Gebe kalan Sevtap Ş., tıpkı yıl eylül ayında 2 erkek çocuk dünyaya getirdi. Sevtap Ş., çocukları ne vakit kütüğüne alacağını sorduğu H.S.T.’den şiddet görmeye başladığını ve bunun dozunun yıllar ortasında fazlaca yükseldiğini belirterek, Karşıyaka 3’üncü Aile Mahkemesi’ne 2018 yılında nafaka ve babalık davasının yanı sıra babalığın benimsenmemesi niçiniyle 500 bin TL’lik tazminat davası açtı.
Mahkeme, DNA testi için örnek vermeye yanaşmayan H.S.T. hakkında yakalama sonucu çıkarttı, testin sonuçlanmasını beklemeden her bir çocuk için aylık 2 bin TL nafakaya hükmetti. Lakin geçen yıl kasım ayında H.S.T. örnek verdi. İzmir İsimli Tıp Küme Başkanlığı Biyoloji İhtisas Dairesi tarafınca yapılan DNA testinin sonuçları çıktı. Sonuçlara bakılırsa, ikizlerin babasının yüzde 99,99 oranında H.S.T. olduğu belirlendi.
Bu ortada DNA için örnek veren H.S.T., sonuçlar çıkmadan spermlerinin Sevtap Ş. tarafınca çalındığını argüman ederek Karşıyaka Cumhuriyet Başsavcılığı’na kabahat duyurusunda bulundu. Savcılık H.S.T.’nin yaptığı cürüm duyurusuna takipsizlik sonucu verdi.

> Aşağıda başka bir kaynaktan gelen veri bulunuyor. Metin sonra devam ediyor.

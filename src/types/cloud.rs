//! Weighted particle population for one time step.

use crate::common::linalg::normalize_log_weights;
use crate::components::resampling::{effective_sample_size, normalize_in_place};
use crate::filter::errors::FilterError;

/// Weighted particles at one time step
///
/// `particles`, `log_weights` and `ancestors` always have the same length.
/// Log weights are kept normalized (their exponentials sum to one) so every
/// read sees a proper distribution. `ancestors[i]` is the index of particle
/// `i`'s parent in the previous cloud; the initial cloud maps every
/// particle to itself.
#[derive(Debug, Clone)]
pub struct ParticleCloud<P> {
    /// Time index of this step
    pub t: usize,
    /// Particles (index = particle identity for this step)
    pub particles: Vec<P>,
    /// Normalized log weights
    pub log_weights: Vec<f64>,
    /// Parent index of each particle in the previous cloud
    pub ancestors: Vec<usize>,
    /// Whether the parents were chosen by resampling
    pub resampled: bool,
}

impl<P> ParticleCloud<P> {
    /// Create a cloud, normalizing the given log weights.
    ///
    /// # Errors
    /// `DimensionMismatch` if the three sequences differ in length,
    /// `DegenerateWeights` if no weight is finite.
    pub fn new(
        t: usize,
        particles: Vec<P>,
        mut log_weights: Vec<f64>,
        ancestors: Vec<usize>,
        resampled: bool,
    ) -> Result<Self, FilterError> {
        if particles.len() != log_weights.len() || particles.len() != ancestors.len() {
            return Err(FilterError::DimensionMismatch {
                expected: particles.len(),
                actual: if particles.len() != log_weights.len() {
                    log_weights.len()
                } else {
                    ancestors.len()
                },
                context: "particle cloud sequences".to_string(),
            });
        }
        normalize_in_place(&mut log_weights, t)?;
        Ok(Self {
            t,
            particles,
            log_weights,
            ancestors,
            resampled,
        })
    }

    /// Uniformly weighted cloud with identity ancestry
    pub fn uniform(t: usize, particles: Vec<P>) -> Self {
        let n = particles.len();
        let lw = -(n.max(1) as f64).ln();
        Self {
            t,
            log_weights: vec![lw; n],
            ancestors: (0..n).collect(),
            particles,
            resampled: false,
        }
    }

    /// Number of particles
    #[inline]
    pub fn len(&self) -> usize {
        self.particles.len()
    }

    /// True if the cloud holds no particles
    #[inline]
    pub fn is_empty(&self) -> bool {
        self.particles.is_empty()
    }

    /// Linear weights summing to one
    pub fn weights(&self) -> Vec<f64> {
        normalize_log_weights(&self.log_weights)
            .unwrap_or_else(|| vec![1.0 / self.len().max(1) as f64; self.len()])
    }

    /// Effective sample size `1 / Σ wᵢ²`
    pub fn ess(&self) -> f64 {
        effective_sample_size(&self.weights())
    }

    /// Weighted mean of a scalar feature of the particles
    pub fn weighted_mean<F>(&self, f: F) -> f64
    where
        F: Fn(&P) -> f64,
    {
        self.weights()
            .iter()
            .zip(self.particles.iter())
            .map(|(w, p)| w * f(p))
            .sum()
    }

    /// Index of the particle with the highest weight
    pub fn max_weight_index(&self) -> usize {
        self.log_weights
            .iter()
            .enumerate()
            .fold((0, f64::NEG_INFINITY), |best, (i, &w)| {
                if w > best.1 {
                    (i, w)
                } else {
                    best
                }
            })
            .0
    }
}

Kararda, H.S.T.’nin daha evvel de tıpkı sebeple kabahat duyurusunda bulunduğu ve daha evvel de kovuşturmaya yer olmadığına dair karar verildiği açıklandı.
?“Sperm, taşınır bir mal olarak değerlendirilemez”
Atıf yapılan bundan evvelki takipsizlik sonucundaki şu tabirler ise dikkat çekti:
“Şikâyetçinin rastgele bir biçimde spermlerinin çalınıp kullanılmasının kelam konusu olamayacağı, ayrıyeten spermlerin çalınmasının, TCK’nin hırsızlıkla ilgili düzenlemelerinde belirtilen taşınır bir mal olarak değerlendirilemeyeceği, bu prestijle da hırsızlık kabahatinden soruşturmanın kelam konusu olamayacağı göz önünde bulundurulmalıdır.
Ayrıyeten sperm elde edilmesinin kişinin birtakım fizyolojik değişimleri ile meydana gelebilecek sonuç olduğu düşünüldüğünde, şikâyetçi tarafınca kendisinin rastgele bir ortamda sperm elde edilmesine yönelik isteği haricinde bir sürece tabi tutulduğu da ileri sürülmemektedir. Bu prestijle, sperm hırsızlığından ve hırsızlandığı düşünülemeyen spermler niçiniyle şantajın ve tehdidin kelam konusu olamayacağına karar verilmiştir.”